En 1928 parlant de cette maison, il écrit :

"me voilà, à nouveau, enfin chez nous. Chez nous. Ce "Vieux Port" dont tout ami a dû si souvent entendre redire les vertus, qu'il est bon ! Que je l'aime, cette grande maison blanche, que je l'aime, ce grand parc aux coins cachés, mystérieux, aux taillis silencieux où l'on entend en paix le rossignol et la fauvette, où l'on peut parfois, parfaitement innocent, se surprendre à faire un vers ou à rêver de tous ceux qu'on aime …"

Il y revient oublier les contraintes de la vie publique, et mener une vie discrète de quelques jours. Il parraine le groupe scout d'Irigny qui s'appelle désormais "Groupe Abbé Pierre". Il célèbre la messe à Irigny à l'occasion de ses 80 et 90 ans et de ses 60 années de sacerdoce.

Enfant intrépide et plein d'humour, il escalade un cèdre plus que centenaire, l'un des hauts arbres de la propriété pour y placer au sommet, au grand dam de ses fères, un écriteau :" fin de l'arbre !". Casse-cou, il descend la colline à vélo, à toute vitesse. Il fait même le tour de la maison, sur la corniche, au niveau du second étage de la maison.
Enfant cependant sensible et rêveur, il compose des poésies. Il peint des aquarelles délicates. Scout, il est "totémisé" à 14 ans Castor méditatif. Remarquable prémonition de ce qu'il allait devenir.

À 19 ans, il fait part à ses parents de son désir d'entrer chez les Capucins. Il devient Frère Philippe. La vie au monastère est âpre et dure, Frère Philippe est de santé fragile. Au bout de six années, le supérieur de sa communauté, lui conseille d'abandonner la vie monacale. Il est ordonné prêtre le 24 août 1938, et devient prêtre au diocèse de Grenoble.
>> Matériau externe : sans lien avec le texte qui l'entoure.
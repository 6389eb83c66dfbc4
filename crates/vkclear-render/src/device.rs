// SPDX-License-Identifier: CEPL-1.0
use std::rc::Rc;

use ash::vk;
use tracing::info;

use crate::caps::DeviceRequirements;
use crate::driver::{DeviceDesc, Driver};
use crate::error::{Error, Result};
use crate::instance::Instance;
use crate::select::Adapter;

/// Logical device plus the graphics and present queues. The two queue
/// handles are equal when the adapter exposes a combined family.
pub struct Device<D: Driver> {
    instance: Rc<Instance<D>>,
    raw: vk::Device,
    adapter: Adapter,
    graphics_queue: vk::Queue,
    present_queue: vk::Queue,
}

impl<D: Driver> Device<D> {
    pub fn new(
        instance: &Rc<Instance<D>>,
        adapter: Adapter,
        req: &DeviceRequirements,
    ) -> Result<Rc<Self>> {
        let driver = instance.driver();
        let families = adapter.queue_families();
        let desc = DeviceDesc {
            queue_families: &families,
            layers: &req.layers,
            extensions: &req.extensions,
        };
        // SAFETY: the adapter was enumerated from this instance and passed
        // the same requirements during selection.
        let raw = unsafe { driver.create_device(adapter.raw, &desc) }
            .map_err(Error::create("vkCreateDevice"))?;

        // Own the handle before anything else can fail.
        let mut device = Self {
            instance: Rc::clone(instance),
            raw,
            adapter,
            graphics_queue: vk::Queue::null(),
            present_queue: vk::Queue::null(),
        };
        // SAFETY: both families were requested with one queue each.
        unsafe {
            device.graphics_queue = driver
                .device_queue(raw, device.adapter.graphics_family)
                .map_err(Error::create("vkGetDeviceQueue(graphics)"))?;
            device.present_queue = driver
                .device_queue(raw, device.adapter.present_family)
                .map_err(Error::create("vkGetDeviceQueue(present)"))?;
        }
        info!(
            "created logical device ({} queue famil{})",
            families.len(),
            if families.len() == 1 { "y" } else { "ies" }
        );
        Ok(Rc::new(device))
    }

    pub fn raw(&self) -> vk::Device {
        self.raw
    }

    pub fn driver(&self) -> &Rc<D> {
        self.instance.driver()
    }

    pub fn adapter(&self) -> &Adapter {
        &self.adapter
    }

    pub fn graphics_queue(&self) -> vk::Queue {
        self.graphics_queue
    }

    pub fn present_queue(&self) -> vk::Queue {
        self.present_queue
    }

    /// Blocks until every queue on the device is idle.
    pub fn wait_idle(&self) -> Result<()> {
        // SAFETY: the device is alive for as long as `self`.
        unsafe { self.driver().device_wait_idle(self.raw) }.map_err(Error::frame("vkDeviceWaitIdle"))
    }
}

impl<D: Driver> Drop for Device<D> {
    fn drop(&mut self) {
        // SAFETY: swapchains, pools and semaphores hold an Rc to the device,
        // so all of them are gone. The frame executor idled the queues.
        unsafe { self.driver().destroy_device(self.raw) };
    }
}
Quelques mois plus tard, en 1939, allait s'ouvrir les pages les plus sombres de l'histoire de l'humanité. Dès juillet 1942, il entre dans la résistance où il devient « l’Abbé Pierre ». Tout en poursuivant son ministère paroissial, Il participe à la création du maquis de la Chartreuse et de l'Est du Vercors. Il fait passer des Juifs en Suisse en passant par les Alpes.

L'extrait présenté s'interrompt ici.